Cryptosym
SAT-based, MILP, and belief propagation preimage attacks on SHA-256 and other cryptographic hash functions
Install / Use
/learn @trevphil/CryptosymREADME
Bit relationships after 4-round SHA-256. 17806 nodes, 26383 edges.
Lossy "pseudo-hash" used to validate solver accuracy, showing relationship between input and output bits.
Contents
Description
This repository contains Python and C++ code which attempts to reverse one-way cryptographic hash functions, with specific focus on SHA-256. A hash function f can be thought of as an operation on bits X to produce output bits Y: f(X) = Y. Given knowledge of Y and how f works, we want to find some bits X' such that f(X') = Y. This is commonly known as a preimage attack. Note that X does not necessarily need to equal X'.

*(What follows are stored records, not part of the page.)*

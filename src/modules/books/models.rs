use bookquest_db::Row;
use serde::{Deserialize, Deserializer, Serialize};
use serde_json::Value;

use crate::models::{LoggedBook, RecordId};

/// Query string of `GET /api/my-books`.
#[derive(Debug, Deserialize)]
pub struct MyBooksQuery {
    pub player_id: Option<String>,
}

/// Query string of `GET /api/player-books`.
#[derive(Debug, Deserialize)]
pub struct PlayerBooksQuery {
    pub player_name: Option<String>,
}

/// Body of `POST /api/submit-book`. Book fields are stored as sent, explicit
/// nulls included.
#[derive(Debug, Default, Deserialize)]
pub struct SubmitBook {
    #[serde(default)]
    pub player_id: Option<RecordId>,
    #[serde(default, deserialize_with = "present")]
    pub player_name: Option<Option<String>>,
    #[serde(default, deserialize_with = "present")]
    pub title: Option<Value>,
    #[serde(default, deserialize_with = "present")]
    pub pages: Option<Value>,
    #[serde(default, deserialize_with = "present")]
    pub year_published: Option<Value>,
    #[serde(default, deserialize_with = "present")]
    pub completed: Option<Value>,
    #[serde(default, deserialize_with = "present")]
    pub genre: Option<Value>,
    #[serde(default, deserialize_with = "present")]
    pub rating: Option<Value>,
    #[serde(default, deserialize_with = "present")]
    pub points: Option<Value>,
}

/// `Some` for any field that appears in the body, `null` included.
fn present<'de, D, T>(deserializer: D) -> Result<Option<T>, D::Error>
where
    D: Deserializer<'de>,
    T: Deserialize<'de>,
{
    T::deserialize(deserializer).map(Some)
}

impl SubmitBook {
    /// Row to insert for `owner`; absent fields are left to store defaults.
    pub fn into_row(self, owner: &RecordId) -> Row {
        let mut row = Row::new();
        row.insert("player_id".to_string(), owner.to_value());

        let fields = [
            ("player_name", self.player_name.map(Value::from)),
            ("title", self.title),
            ("pages", self.pages),
            ("year_published", self.year_published),
            ("completed", self.completed),
            ("genre", self.genre),
            ("rating", self.rating),
            ("points", self.points),
        ];
        for (column, value) in fields {
            if let Some(value) = value {
                row.insert(column.to_string(), value);
            }
        }
        row
    }
}

/// Body of `PUT /api/update-book/{book_id}`.
#[derive(Debug, Default, Deserialize)]
#[serde(rename_all = "camelCase")]
pub struct UpdateBook {
    #[serde(default)]
    pub current_user_id: Option<RecordId>,
    #[serde(default)]
    pub updated_book_data: Option<Value>,
}

#[derive(Debug, Serialize)]
pub struct BooksResponse {
    pub books: Vec<LoggedBook>,
}

#[derive(Debug, Serialize)]
pub struct SubmittedBook {
    pub message: &'static str,
    pub book: LoggedBook,
}

#[derive(Debug, Serialize)]
pub struct UpdatedBook {
    pub message: &'static str,
}

#[cfg(test)]
mod tests {
    use super::*;
    use serde_json::json;

    #[test]
    fn submit_row_skips_absent_fields() {
        let submit: SubmitBook = serde_json::from_value(json!({
            "player_id": 4,
            "title": "Beloved",
            "pages": "324"
        }))
        .unwrap();

        let row = submit.into_row(&RecordId::Int(4));
        assert_eq!(
            serde_json::Value::Object(row),
            json!({"player_id": 4, "title": "Beloved", "pages": "324"})
        );
    }

    #[test]
    fn submit_row_keeps_explicit_nulls() {
        let submit: SubmitBook = serde_json::from_value(json!({
            "player_id": 4,
            "title": "Beloved",
            "rating": null,
            "player_name": null
        }))
        .unwrap();

        assert_eq!(submit.rating, Some(Value::Null));
        assert_eq!(submit.genre, None);

        let row = submit.into_row(&RecordId::Int(4));
        assert_eq!(
            serde_json::Value::Object(row),
            json!({"player_id": 4, "player_name": null, "title": "Beloved", "rating": null})
        );
    }

    #[test]
    fn update_body_uses_camel_case() {
        let update: UpdateBook = serde_json::from_value(json!({
            "currentUserId": "p-9",
            "updatedBookData": {"rating": 5}
        }))
        .unwrap();

        assert_eq!(update.current_user_id, Some(RecordId::Text("p-9".to_string())));
        assert_eq!(update.updated_book_data, Some(json!({"rating": 5})));
    }
}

A successful preimage attack has serious implications for basically the entire Internet, financial community, and national defense of major governments. Hash functions are used in all kinds of domains: from BitCoin mining and transactions, to HTTPS encryption, to storage of user passwords in server databases.
I've spent a long time (too long!) trying to solve this "impossible" problem using a variety of methods, detailed below. As a disclaimer: I do not claim that any of these methods break the security of the full 64-round SHA-256 hash function. It's probably still infeasible. Prove me wrong :)
Installation
It is not necessary to install everything listed here. If you just want to run certain parts of the code (e.g. C++ vs. Python) you can skip some steps. I developed everything on a Mac, so most things will translate well to Linux but maybe not to Windows.
Python
Use Python 3.6 with Anaconda. Start by creating and activating a new environment:
conda create -n preimage python=3.6
conda activate preimage
python --version # Should show 3.6
Install project dependencies:
python -m pip install -r requirements.txt
python -m pip install -i https://pypi.gurobi.com gurobipy
Not all of the solving methods will work out-of-the-box from here. If you want certain solvers, you will need to install them individually:
For Cplex on Mac OS X, make sure to do:
export PYTHONPATH=/Applications/CPLEX_Studio1210/cplex/python/3.6/x86-64_osx
C++
You need to install cmake and cpp-yaml. Then to compile the code in this repository, nagivate to the belief_propagation directory and run:
$ ./kompile
Quickstart
Generate datasets:
$ ./generate_all_hashes.sh
Choose a dataset:
$ ls -la ./data
drwxr-xr-x 27 trevphil staff 864 Nov 3 23:04 .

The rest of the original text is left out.